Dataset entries
────────────────────────────────────────

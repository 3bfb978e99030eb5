//! Common error infrastructure for pressturn-core.
//!
//! Domain errors (`TeamError`, `SkillRejection`, `CommandError`) live next to
//! the code that raises them and share the classification defined here.
//!
//! Nothing in the engine is fatal to the process: a rejected command leaves
//! the battle untouched and the caller may simply issue another one.

/// Severity level of an error, used for categorization and recovery strategies.
///
/// - **Recoverable**: the same command may succeed later or with another choice
/// - **Validation**: the command is malformed for the current state
/// - **Internal**: engine state disagrees with itself
/// - **Fatal**: inputs were unusable to begin with
#[derive(Clone, Copy, Debug, PartialEq, Eq, Hash)]
#[cfg_attr(feature = "serde", derive(serde::Serialize, serde::Deserialize))]
pub enum ErrorSeverity {
    /// Examples: insufficient MP, reviving a unit that is still alive.
    Recoverable,

    /// Examples: unknown unit, target on the wrong side, leader slot chosen.
    Validation,

    /// Examples: action order names a unit the team does not have.
    Internal,

    /// Examples: a team built without a leader.
    Fatal,
}

impl ErrorSeverity {
    /// Returns a human-readable description of this severity level.
    pub const fn as_str(&self) -> &'static str {
        match self {
            Self::Recoverable => "recoverable",
            Self::Validation => "validation",
            Self::Internal => "internal",
            Self::Fatal => "fatal",
        }
    }

    /// Returns true if this error is potentially recoverable.
    pub const fn is_recoverable(&self) -> bool {
        matches!(self, Self::Recoverable)
    }

    /// Returns true if this error indicates an internal bug.
    pub const fn is_internal(&self) -> bool {
        matches!(self, Self::Internal | Self::Fatal)
    }
}

/// Common trait for all pressturn-core errors.
///
/// # Implementation Guidelines
///
/// - Use `#[derive(thiserror::Error)]` for Display/Error impl
/// - Return a stable `SCREAMING_SNAKE` code per variant from `error_code`
/// - Classify severity based on recoverability, not impact
pub trait GameError: core::fmt::Display + core::fmt::Debug {
    /// Returns the severity level of this error.
    fn severity(&self) -> ErrorSeverity;

    /// Returns a static string identifier for this error variant.
    ///
    /// Default implementation uses the error type name.
    fn error_code(&self) -> &'static str {
        core::any::type_name::<Self>()
    }
}

#[cfg(test)]
mod tests {
    use super::*;

    #[test]
    fn only_recoverable_is_recoverable() {
        assert!(ErrorSeverity::Recoverable.is_recoverable());
        assert!(!ErrorSeverity::Validation.is_recoverable());
        assert!(ErrorSeverity::Fatal.is_internal());
        assert_eq!(ErrorSeverity::Internal.as_str(), "internal");
    }
}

────────────────────────────────────────

Begin with the first line of the records and finish with the line containing "this severity level.". Reproduce those lines exactly, both ends included, and nothing else.

repository 3bfb978e99030eb5
//! Common error infrastructure for pressturn-core.
//!
//! Domain errors (`TeamError`, `SkillRejection`, `CommandError`) live next to
//! the code that raises them and share the classification defined here.
//!
//! Nothing in the engine is fatal to the process: a rejected command leaves
//! the battle untouched and the caller may simply issue another one.

/// Severity level of an error, used for categorization and recovery strategies.
///
/// - **Recoverable**: the same command may succeed later or with another choice
/// - **Validation**: the command is malformed for the current state
/// - **Internal**: engine state disagrees with itself
/// - **Fatal**: inputs were unusable to begin with
#[derive(Clone, Copy, Debug, PartialEq, Eq, Hash)]
#[cfg_attr(feature = "serde", derive(serde::Serialize, serde::Deserialize))]
pub enum ErrorSeverity {
    /// Examples: insufficient MP, reviving a unit that is still alive.
    Recoverable,

    /// Examples: unknown unit, target on the wrong side, leader slot chosen.
    Validation,

    /// Examples: action order names a unit the team does not have.
    Internal,

    /// Examples: a team built without a leader.
    Fatal,
}

impl ErrorSeverity {
    /// Returns a human-readable description of this severity level.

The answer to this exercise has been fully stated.